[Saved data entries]
== Segment start ==

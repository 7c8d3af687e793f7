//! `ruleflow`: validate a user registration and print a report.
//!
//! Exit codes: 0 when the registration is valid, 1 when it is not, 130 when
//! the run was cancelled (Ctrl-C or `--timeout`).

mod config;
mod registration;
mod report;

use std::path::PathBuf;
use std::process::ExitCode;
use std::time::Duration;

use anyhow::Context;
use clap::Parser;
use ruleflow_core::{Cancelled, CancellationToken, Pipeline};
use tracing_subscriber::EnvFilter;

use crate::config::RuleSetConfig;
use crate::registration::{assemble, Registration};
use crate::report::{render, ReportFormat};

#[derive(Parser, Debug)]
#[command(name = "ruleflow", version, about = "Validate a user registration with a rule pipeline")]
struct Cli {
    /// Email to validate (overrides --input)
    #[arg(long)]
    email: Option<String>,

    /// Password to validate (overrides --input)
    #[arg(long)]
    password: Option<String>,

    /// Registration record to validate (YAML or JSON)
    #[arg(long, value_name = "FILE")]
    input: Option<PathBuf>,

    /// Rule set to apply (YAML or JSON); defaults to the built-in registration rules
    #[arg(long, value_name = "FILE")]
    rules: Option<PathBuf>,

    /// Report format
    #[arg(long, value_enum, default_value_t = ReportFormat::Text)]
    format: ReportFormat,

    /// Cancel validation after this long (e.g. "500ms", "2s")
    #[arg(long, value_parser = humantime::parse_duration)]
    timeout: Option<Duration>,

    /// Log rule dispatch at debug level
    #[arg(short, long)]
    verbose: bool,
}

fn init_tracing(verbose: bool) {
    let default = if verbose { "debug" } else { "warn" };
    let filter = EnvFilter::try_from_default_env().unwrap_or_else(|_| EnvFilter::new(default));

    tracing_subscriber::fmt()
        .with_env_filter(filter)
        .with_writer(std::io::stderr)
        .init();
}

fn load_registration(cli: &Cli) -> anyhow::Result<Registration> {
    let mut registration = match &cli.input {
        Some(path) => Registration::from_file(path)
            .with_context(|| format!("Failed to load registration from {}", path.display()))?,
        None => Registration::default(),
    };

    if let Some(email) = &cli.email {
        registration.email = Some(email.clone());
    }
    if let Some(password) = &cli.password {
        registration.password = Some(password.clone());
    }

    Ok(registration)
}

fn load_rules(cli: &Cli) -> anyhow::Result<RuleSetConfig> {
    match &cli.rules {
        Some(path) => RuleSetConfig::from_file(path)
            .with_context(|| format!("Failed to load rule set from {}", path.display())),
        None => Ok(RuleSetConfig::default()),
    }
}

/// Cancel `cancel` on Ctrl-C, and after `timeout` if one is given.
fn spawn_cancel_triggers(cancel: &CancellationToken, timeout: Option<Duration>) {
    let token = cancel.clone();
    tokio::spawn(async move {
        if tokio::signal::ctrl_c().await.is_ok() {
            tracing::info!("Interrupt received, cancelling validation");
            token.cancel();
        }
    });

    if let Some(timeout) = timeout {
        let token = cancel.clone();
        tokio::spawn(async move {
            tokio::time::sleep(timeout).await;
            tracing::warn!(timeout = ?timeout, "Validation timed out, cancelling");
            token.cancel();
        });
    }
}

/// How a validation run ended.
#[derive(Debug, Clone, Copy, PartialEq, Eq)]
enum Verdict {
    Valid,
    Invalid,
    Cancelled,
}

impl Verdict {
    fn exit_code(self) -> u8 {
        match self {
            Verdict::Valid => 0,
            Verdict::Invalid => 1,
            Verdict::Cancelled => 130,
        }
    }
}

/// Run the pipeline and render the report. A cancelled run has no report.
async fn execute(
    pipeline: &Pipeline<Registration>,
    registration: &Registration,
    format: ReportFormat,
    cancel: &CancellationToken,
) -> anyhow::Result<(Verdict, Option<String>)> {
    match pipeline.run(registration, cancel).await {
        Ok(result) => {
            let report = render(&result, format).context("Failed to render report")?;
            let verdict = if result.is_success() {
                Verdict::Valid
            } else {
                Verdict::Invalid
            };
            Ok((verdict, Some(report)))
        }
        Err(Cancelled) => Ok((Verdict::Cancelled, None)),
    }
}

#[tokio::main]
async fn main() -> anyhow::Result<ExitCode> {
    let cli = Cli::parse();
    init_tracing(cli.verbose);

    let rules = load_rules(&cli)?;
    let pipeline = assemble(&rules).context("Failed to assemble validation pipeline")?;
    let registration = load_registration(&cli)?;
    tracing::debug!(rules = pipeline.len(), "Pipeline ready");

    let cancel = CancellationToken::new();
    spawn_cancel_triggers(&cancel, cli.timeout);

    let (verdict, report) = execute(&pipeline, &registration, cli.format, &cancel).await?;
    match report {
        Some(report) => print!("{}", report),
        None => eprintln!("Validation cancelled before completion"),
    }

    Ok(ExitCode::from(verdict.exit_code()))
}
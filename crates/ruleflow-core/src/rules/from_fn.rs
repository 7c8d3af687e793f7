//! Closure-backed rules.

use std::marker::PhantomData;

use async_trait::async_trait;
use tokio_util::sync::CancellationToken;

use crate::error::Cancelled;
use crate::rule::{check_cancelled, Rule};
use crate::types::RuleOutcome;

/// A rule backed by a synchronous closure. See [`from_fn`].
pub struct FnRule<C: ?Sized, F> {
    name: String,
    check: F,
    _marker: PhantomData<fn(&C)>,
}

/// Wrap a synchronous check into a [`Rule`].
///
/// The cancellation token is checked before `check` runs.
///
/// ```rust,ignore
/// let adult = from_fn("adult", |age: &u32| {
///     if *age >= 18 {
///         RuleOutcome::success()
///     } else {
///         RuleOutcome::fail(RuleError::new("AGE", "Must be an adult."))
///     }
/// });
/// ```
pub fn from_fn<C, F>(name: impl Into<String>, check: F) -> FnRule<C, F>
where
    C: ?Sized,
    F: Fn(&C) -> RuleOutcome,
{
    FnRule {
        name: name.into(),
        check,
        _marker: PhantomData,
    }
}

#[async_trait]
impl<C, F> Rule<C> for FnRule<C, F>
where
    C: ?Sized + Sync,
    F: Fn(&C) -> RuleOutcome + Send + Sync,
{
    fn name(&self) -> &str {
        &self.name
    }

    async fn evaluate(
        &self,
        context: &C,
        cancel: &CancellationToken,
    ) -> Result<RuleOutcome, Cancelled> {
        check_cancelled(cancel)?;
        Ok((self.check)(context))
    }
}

== Segment end ==

→ Assignment: Return, exactly, the lines from the first line of the records above to the line containing "filter = EnvFilter::try_from_default_env().unwrap_or_else(|_|", both included.

→ Answer space:
repository 7c8d3af687e793f7
//! `ruleflow`: validate a user registration and print a report.
//!
//! Exit codes: 0 when the registration is valid, 1 when it is not, 130 when
//! the run was cancelled (Ctrl-C or `--timeout`).

mod config;
mod registration;
mod report;

use std::path::PathBuf;
use std::process::ExitCode;
use std::time::Duration;

use anyhow::Context;
use clap::Parser;
use ruleflow_core::{Cancelled, CancellationToken, Pipeline};
use tracing_subscriber::EnvFilter;

use crate::config::RuleSetConfig;
use crate::registration::{assemble, Registration};
use crate::report::{render, ReportFormat};

#[derive(Parser, Debug)]
#[command(name = "ruleflow", version, about = "Validate a user registration with a rule pipeline")]
struct Cli {
    /// Email to validate (overrides --input)
    #[arg(long)]
    email: Option<String>,

    /// Password to validate (overrides --input)
    #[arg(long)]
    password: Option<String>,

    /// Registration record to validate (YAML or JSON)
    #[arg(long, value_name = "FILE")]
    input: Option<PathBuf>,

    /// Rule set to apply (YAML or JSON); defaults to the built-in registration rules
    #[arg(long, value_name = "FILE")]
    rules: Option<PathBuf>,

    /// Report format
    #[arg(long, value_enum, default_value_t = ReportFormat::Text)]
    format: ReportFormat,

    /// Cancel validation after this long (e.g. "500ms", "2s")
    #[arg(long, value_parser = humantime::parse_duration)]
    timeout: Option<Duration>,

    /// Log rule dispatch at debug level
    #[arg(short, long)]
    verbose: bool,
}

fn init_tracing(verbose: bool) {
    let default = if verbose { "debug" } else { "warn" };
    let filter = EnvFilter::try_from_default_env().unwrap_or_else(|_| EnvFilter::new(default));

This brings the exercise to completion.